I'd strongly suggest reading his books. They profoundly changed my understanding of how human institutions and society form.
No, it does not, and that's Graeber's whole point.
"Markets" are not some sort of physical law of the universe.
A simple example of this is it's the norm in hunter gatherer societies to take care of people who never will make an equal contribution back in the transactional sense.
Because the social ties in those societies are not simply transactions.
If your model fails to accurately describe empirical reality, time to improve/expand the model.
I like economics and math too, but the whole discussion of markets is a terrible starting place for deriving results in ethics/psychology. If you insist though, notice that unions will happen unless some other organization is working to prevent them. What do you suppose this means? People are aligned with each other exactly because they've noticed their coworkers are not corporations or governments.

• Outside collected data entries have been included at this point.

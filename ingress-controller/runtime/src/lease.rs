use crate::k8s::{Api, ObjectMeta};
use anyhow::Result;
use k8s_openapi::api::coordination::v1 as coordv1;
use kube::api::PatchParams;
use std::sync::Arc;
use tokio::{sync::watch, time};

const LEASE_DURATION: time::Duration = time::Duration::from_secs(30);
const RENEW_GRACE_PERIOD: time::Duration = time::Duration::from_secs(1);
const FIELD_MANAGER: &str = "gameserver-ingress-controller";

/// A claim on the controller's Lease, held on behalf of one pod.
pub struct Lease {
    claimant: String,
    claims: watch::Receiver<Arc<kubert::lease::Claim>>,
}

/// Creates the Lease if needed and starts competing for it.
pub async fn init<T>(
    runtime: &kubert::Runtime<T>,
    ns: &str,
    name: &str,
    claimant: &str,
) -> Result<Lease> {
    let lease = coordv1::Lease {
        metadata: ObjectMeta {
            name: Some(name.to_string()),
            namespace: Some(ns.to_string()),
            // Specifying a resource version of "0" means that we will
            // only create the Lease if it does not already exist.
            resource_version: Some("0".to_string()),
            labels: Some(
                [(
                    "app.kubernetes.io/component".to_string(),
                    "gameserver-ingress-controller".to_string(),
                )]
                .into_iter()
                .collect(),
            ),
            ..Default::default()
        },
        spec: None,
    };
    let api = Api::<coordv1::Lease>::namespaced(runtime.client(), ns);
    match api
        .patch(
            name,
            &PatchParams {
                field_manager: Some(FIELD_MANAGER.to_string()),
                ..Default::default()
            },
            &kube::api::Patch::Apply(lease),
        )
        .await
    {
        Ok(lease) => tracing::info!(?lease, "Created Lease resource"),
        Err(kube::Error::Api(_)) => tracing::debug!("Lease already exists, no need to create it"),
        Err(error) => {
            return Err(error.into());
        }
    };

    let params = kubert::lease::ClaimParams {
        lease_duration: LEASE_DURATION,
        renew_grace_period: RENEW_GRACE_PERIOD,
    };
    let (claims, _task) = kubert::lease::LeaseManager::init(api, name)
        .await?
        .spawn(claimant, params)
        .await?;
    Ok(Lease {
        claimant: claimant.to_string(),
        claims,
    })
}

impl Lease {
    /// Waits until this pod holds the Lease.
    pub async fn acquired(&mut self) -> Result<()> {
        loop {
            if self.claims.borrow_and_update().is_current_for(&self.claimant) {
                tracing::info!(claimant = %self.claimant, "Acquired Lease");
                return Ok(());
            }
            self.claims.changed().await?;
        }
    }

    /// Completes once this pod no longer holds the Lease.
    pub async fn lost(mut self) {
        loop {
            let holder = {
                let claim = self.claims.borrow_and_update();
                if !claim.is_current_for(&self.claimant) {
                    Some(claim.holder.clone())
                } else {
                    None
                }
            };
            if let Some(holder) = holder {
                tracing::warn!(%holder, "Lease lost");
                return;
            }
            if self.claims.changed().await.is_err() {
                tracing::warn!("Lease manager stopped");
                return;
            }
        }
    }
}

Although the two are entangled, politics is a more relevant framing than economics here. If people weren't broadly aligned on basic stuff, then autocrats, theocrats, kleptocrats and so on would simply not be interested in dismantling democracies. They make that effort because they must.
Historically, we did essentially the opposite. We figured out many aspects of human ethics and psychology first, and deduced from them how and why markets work as they do.
> ... If people weren't broadly aligned on basic stuff, then autocrats, theocrats, kleptocrats and so on would simply not be interested in dismantling democracies. They make that effort because they must.
This implies that people are only weakly aligned in the first place, otherwise no such attempt at dismantling could ever succeed. That's not a very interesting claim; it does not refute the usefulness of some external mechanism to more directly foster aligned action. Markets do this with a maximum of decentralized power and a minimum of institutional mechanism.
This is not the history, it is a mythology in opposition to the empirical evidence.
Which is why you should read Graeber.
Anyhow, replying is clearly past the point of utility here.
"Understandable in market terms" doesn't mean the thing is actually understood, and in fact may be dangerously misunderstood.